There are several solutions for not using captcha, some more professional others based on creativity.
Hidden field for "humans"
One response from the OS gave the idea of creating a hidden field in the form. A "robot" program that sends messages automatically will try to fill this field with some random information. Then your code will know that if the hidden field is filled someone has been messing around with something they shouldn’t.
Example:
<!-- este campo não deverá ser preenchido, mas provavelmente os bots tentarão fazê-lo -->
<input type="text" id="nao_humano" name="nome" />
<!-- este campo é o que realmente o usuário deve preencher -->
<input type="text" name="nome_real" />
<!-- o estilo inibe o campo que o usuário não deve preencher -->
<style>
#nao_humano { display: none }
</style>
Service with artificial "intelligence"
Some services do the job of identifying spam. For example, in the my blog I use the Akismet.
Akismet works something like this:
- User submits a comment in the form
- A code on my website receives the message and sends it to the Akismet service
- The Akismet service checks the comment against a spam information base
- Akismet returns saying if the message is a potential spam or not
Obviously, there is some concern about the safety of this process. In a public blog there are no difficulties, but for a company that receives information from clients the traffic of information to a third party server can be a deterrent.
Detecting human behavior
Another idea I’ve seen around for some time is to detect events on the site to validate whether someone is actually typing the message.
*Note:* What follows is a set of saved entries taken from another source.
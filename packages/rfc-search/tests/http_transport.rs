//! HTTP transport tests against a local mock of the RFC Editor.
//!
//! The transport is blocking, so the mock server lives on a tokio runtime
//! owned by each test while requests are sent from the test thread.

use std::cell::RefCell;
use std::fs;
use std::path::Path;
use std::time::Duration;

use pretty_assertions::assert_eq;
use rfc_search::config::SearchConfig;
use rfc_search::error::SearchError;
use rfc_search::http::{fetch_text, HttpTransport, Transport};
use rfc_search::presenter::{present, Presented};
use rfc_search::query::QueryParams;
use rfc_search::search::search;
use rfc_search::status::StatusWriter;
use rfc_search::types::SearchOutcome;
use tokio::runtime::Runtime;
use wiremock::matchers::{method, path, query_param};
use wiremock::{Mock, MockServer, ResponseTemplate};

const SEARCH_PATH: &str = "/search/rfc_search_detail.php";

fn load_fixture(name: &str) -> String {
    let path = Path::new(env!("CARGO_MANIFEST_DIR"))
        .join("tests")
        .join("fixtures")
        .join("search")
        .join(name);
    fs::read_to_string(&path).unwrap_or_else(|e| panic!("Failed to load {}: {}", path.display(), e))
}

fn transport() -> HttpTransport {
    HttpTransport::new(Duration::from_secs(5)).unwrap()
}

fn config_for(server: &MockServer) -> SearchConfig {
    SearchConfig {
        search_url: format!("{}{SEARCH_PATH}", server.uri()),
        ..SearchConfig::default()
    }
}

/// Replace the production document links with links to the mock server.
fn rebase_links(html: &str, server: &MockServer) -> String {
    html.replace("https://www.rfc-editor.org", &server.uri())
}

#[derive(Default)]
struct RecordingStatus {
    errors: RefCell<Vec<String>>,
    warnings: RefCell<Vec<String>>,
}

impl StatusWriter for RecordingStatus {
    fn error(&self, message: &str) {
        self.errors.borrow_mut().push(message.to_string());
    }

    fn warn(&self, message: &str) {
        self.warnings.borrow_mut().push(message.to_string());
    }
}

#[test]
fn test_search_sends_query_parameters() {
    let rt = Runtime::new().unwrap();
    let server = rt.block_on(MockServer::start());

    rt.block_on(
        Mock::given(method("GET"))
            .and(path(SEARCH_PATH))
            .and(query_param("title", "TCP"))
            .and(query_param("rfc", ""))
            .and(query_param("page", "All"))
            .and(query_param("sortkey", "Number"))
            .and(query_param("sorting", "ASC"))
            .and(query_param("pubstatus[]", "Any"))
            .and(query_param("pub_date_type", "range"))
            .and(query_param("from_year", "1968"))
            .respond_with(
                ResponseTemplate::new(200).set_body_string(load_fixture("three_results.html")),
            )
            .expect(1)
            .mount(&server),
    );

    let query = QueryParams::new(0, "TCP").unwrap();
    let outcome = search(&transport(), &config_for(&server), &query).unwrap();

    let SearchOutcome::Records(records) = &outcome else {
        panic!("expected records, got {outcome:?}");
    };
    assert_eq!(records.len(), 3);

    rt.block_on(server.verify());
}

#[test]
fn test_error_page_is_remote_validation_errors() {
    let rt = Runtime::new().unwrap();
    let server = rt.block_on(MockServer::start());

    rt.block_on(
        Mock::given(method("GET"))
            .and(path(SEARCH_PATH))
            .respond_with(ResponseTemplate::new(200).set_body_string(load_fixture("errors.html")))
            .mount(&server),
    );

    let query = QueryParams::new(0, "TCP").unwrap();
    let outcome = search(&transport(), &config_for(&server), &query).unwrap();

    assert!(matches!(
        outcome,
        SearchOutcome::RemoteValidationErrors(messages) if messages.len() == 2
    ));
}

#[test]
fn test_non_success_status_is_http_failure() {
    let rt = Runtime::new().unwrap();
    let server = rt.block_on(MockServer::start());

    rt.block_on(
        Mock::given(method("GET"))
            .respond_with(ResponseTemplate::new(404).set_body_string("Not Found"))
            .mount(&server),
    );

    let url = format!("{}/rfc/rfc99999.txt", server.uri());
    let err = fetch_text(&transport(), &url, &[]).unwrap_err();

    match err {
        SearchError::HttpFailure { status, url: failed } => {
            assert_eq!(status, 404);
            assert_eq!(failed, url);
        }
        other => panic!("expected HttpFailure, got {other:?}"),
    }
}

#[test]
fn test_slow_server_is_transport_error() {
    let rt = Runtime::new().unwrap();
    let server = rt.block_on(MockServer::start());

    rt.block_on(
        Mock::given(method("GET"))
            .respond_with(
                ResponseTemplate::new(200)
                    .set_body_string("too late")
                    .set_delay(Duration::from_secs(3)),
            )
            .mount(&server),
    );

    let transport = HttpTransport::new(Duration::from_millis(200)).unwrap();
    let err = transport.fetch(&server.uri(), &[]).unwrap_err();

    assert!(matches!(err, SearchError::Transport(_)));
}

#[test]
fn test_document_request_has_no_query_string() {
    let rt = Runtime::new().unwrap();
    let server = rt.block_on(MockServer::start());

    rt.block_on(
        Mock::given(method("GET"))
            .and(path("/rfc/rfc793.txt"))
            .respond_with(
                ResponseTemplate::new(200).set_body_string("TRANSMISSION CONTROL PROTOCOL\n"),
            )
            .mount(&server),
    );

    let url = format!("{}/rfc/rfc793.txt", server.uri());
    let body = fetch_text(&transport(), &url, &[]).unwrap();
    assert_eq!(body, "TRANSMISSION CONTROL PROTOCOL\n");

    let requests = rt.block_on(server.received_requests()).unwrap();
    assert_eq!(requests.len(), 1);
    assert_eq!(requests[0].url.query(), None);
}

#[test]
fn test_single_match_downloads_document() {
    let rt = Runtime::new().unwrap();
    let server = rt.block_on(MockServer::start());

    let page = rebase_links(&load_fixture("three_results.html"), &server);
    // Keep only the RFC 9293 row
    let start = page.find("<tr>\n      <td><a href=").unwrap();
    let end = page.rfind("<tr>\n      <td><a href=").unwrap();
    let single = format!("{}{}", &page[..start], &page[end..]);

    rt.block_on(
        Mock::given(method("GET"))
            .and(path(SEARCH_PATH))
            .and(query_param("rfc", "9293"))
            .respond_with(ResponseTemplate::new(200).set_body_string(single))
            .mount(&server),
    );
    rt.block_on(
        Mock::given(method("GET"))
            .and(path("/rfc/rfc9293.txt"))
            .respond_with(ResponseTemplate::new(200).set_body_string("RFC 9293 plain text\n"))
            .expect(1)
            .mount(&server),
    );

    let transport = transport();
    let status = RecordingStatus::default();
    let mut out = Vec::new();

    let query = QueryParams::new(9293, "").unwrap();
    let outcome = search(&transport, &config_for(&server), &query).unwrap();
    let presented = present(outcome, false, &transport, &mut out, &status).unwrap();

    assert_eq!(presented, Presented::Document { id: 9293 });
    assert_eq!(String::from_utf8(out).unwrap(), "RFC 9293 plain text\n");
    assert!(status.errors.borrow().is_empty());
    assert!(status.warnings.borrow().is_empty());

    rt.block_on(server.verify());
}

#[test]
fn test_listing_renders_table_without_downloads() {
    let rt = Runtime::new().unwrap();
    let server = rt.block_on(MockServer::start());

    rt.block_on(
        Mock::given(method("GET"))
            .and(path(SEARCH_PATH))
            .respond_with(
                ResponseTemplate::new(200).set_body_string(load_fixture("three_results.html")),
            )
            .expect(1)
            .mount(&server),
    );

    let transport = transport();
    let status = RecordingStatus::default();
    let mut out = Vec::new();

    let query = QueryParams::new(0, "Transmission").unwrap();
    let outcome = search(&transport, &config_for(&server), &query).unwrap();
    let presented = present(outcome, true, &transport, &mut out, &status).unwrap();

    assert_eq!(presented, Presented::Table { rows: 3 });

    let table = String::from_utf8(out).unwrap();
    let lines: Vec<&str> = table.lines().collect();
    assert_eq!(lines.len(), 5);
    assert!(lines[0].starts_with("NUMBER"));
    assert!(lines[3].starts_with("1122      Requirements for Internet Hosts - C..."));
    assert!(lines[4].ends_with("August 2022"));

    rt.block_on(server.verify());
}
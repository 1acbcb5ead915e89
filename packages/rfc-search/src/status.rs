//! Status lines written to standard error.

use console::{style, StyledObject, Term};

/// Severity of a status line.
#[derive(Debug, Clone, Copy, PartialEq, Eq)]
pub enum Level {
    Error,
    Warn,
}

impl Level {
    /// Symbol printed in front of the message.
    #[must_use]
    pub fn symbol(&self) -> &'static str {
        match self {
            Self::Error => "[x]",
            Self::Warn => "[!]",
        }
    }

    fn styled_symbol(&self) -> StyledObject<&'static str> {
        match self {
            Self::Error => style(self.symbol()).red().bold().for_stderr(),
            Self::Warn => style(self.symbol()).yellow().bold().for_stderr(),
        }
    }
}

/// Sink for user-facing error and warning lines.
pub trait StatusWriter {
    fn error(&self, message: &str);
    fn warn(&self, message: &str);
}

/// Status writer for the process's standard error stream.
#[derive(Debug, Clone)]
pub struct Console {
    term: Term,
}

impl Console {
    pub fn stderr() -> Self {
        Self {
            term: Term::stderr(),
        }
    }

    fn write(&self, level: Level, message: &str) {
        let line = format!("{} {message}", level.styled_symbol());
        if let Err(e) = self.term.write_line(&line) {
            tracing::debug!(error = %e, "Failed to write status line");
        }
    }
}

impl Default for Console {
    fn default() -> Self {
        Self::stderr()
    }
}

impl StatusWriter for Console {
    fn error(&self, message: &str) {
        self.write(Level::Error, message);
    }

    fn warn(&self, message: &str) {
        self.write(Level::Warn, message);
    }
}
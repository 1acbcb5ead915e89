//! Terminal preparation before any output is written.
//!
//! Only the binary uses this module; the search pipeline never depends on it.

use console::Term;

use crate::config::app_title;

/// Platform-specific terminal setup.
pub trait TerminalCapability {
    /// Make sure ANSI escape sequences are interpreted.
    ///
    /// Returns `false` when the terminal cannot show styled output.
    fn enable_ansi(&self) -> bool;

    /// Set the window title of the terminal attached to standard output.
    fn set_title(&self, title: &str) {
        let term = Term::stdout();
        if term.is_term() {
            term.set_title(title);
        }
    }
}

/// Terminal that understands ANSI escape sequences natively.
#[derive(Debug, Default, Clone, Copy)]
pub struct AnsiTerminal;

impl TerminalCapability for AnsiTerminal {
    fn enable_ansi(&self) -> bool {
        true
    }
}

/// Windows console, which needs virtual terminal processing switched on.
#[cfg(windows)]
#[derive(Debug, Default, Clone, Copy)]
pub struct WindowsConsole;

#[cfg(windows)]
impl TerminalCapability for WindowsConsole {
    fn enable_ansi(&self) -> bool {
        // Querying color support enables virtual terminal processing.
        Term::stdout().features().colors_supported()
            && Term::stderr().features().colors_supported()
    }
}

/// Terminal capability of the current platform.
pub fn platform_terminal() -> Box<dyn TerminalCapability> {
    #[cfg(windows)]
    {
        Box::new(WindowsConsole)
    }
    #[cfg(not(windows))]
    {
        Box::new(AnsiTerminal)
    }
}

/// Prepare the terminal: enable ANSI processing (or disable styling when that
/// fails) and set the window title.
pub fn prepare(terminal: &dyn TerminalCapability) {
    if !terminal.enable_ansi() {
        tracing::debug!("ANSI sequences unavailable, disabling colors");
        console::set_colors_enabled(false);
        console::set_colors_enabled_stderr(false);
        return;
    }

    terminal.set_title(&app_title());
}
Doing this is relatively simple. First, generate a random code and place it in the user’s session. Print that same code into a Javascript block within the page:
var codigo = 'CODIGO_GERADO';
Then add a hidden and initially empty field to the form:
<input type="hidden" name="validacao"/>
Now create a code at some event like mouse over or key up on the page that fills the field validacao
with the value codigo
.
Finally, the server should validate the field validacao
came with the code. To dribble some spammers smarter, the name of this field can also be random.
Completion
In my opinion, creativity is the one who rules this point. The more different and creative your solution, the more difficult spammers will detect it.
Don’t forget that any customer validation can be easily circumvented by any user who knows how to use the developer tool and has an intermediate knowledge of Javascript.
You cannot enter the Hidden field?
– bfavaretto
@bfavaretto can, but the server will not check whether this field has been filled or not.
– Paulo
I even spent time writing an answer, but after reading the restrictions I saw that it was impossible. Orion, even captcha should be validated on the server. There is no way to prevent spam on client, otherwise it would be enough to play the HTTP request without using a browser.
– utluiz
It is very complicated to have nothing on the server... It is possible to make a bot to catch the
action
ofform
, pick up the fieldsinput (text e hidden)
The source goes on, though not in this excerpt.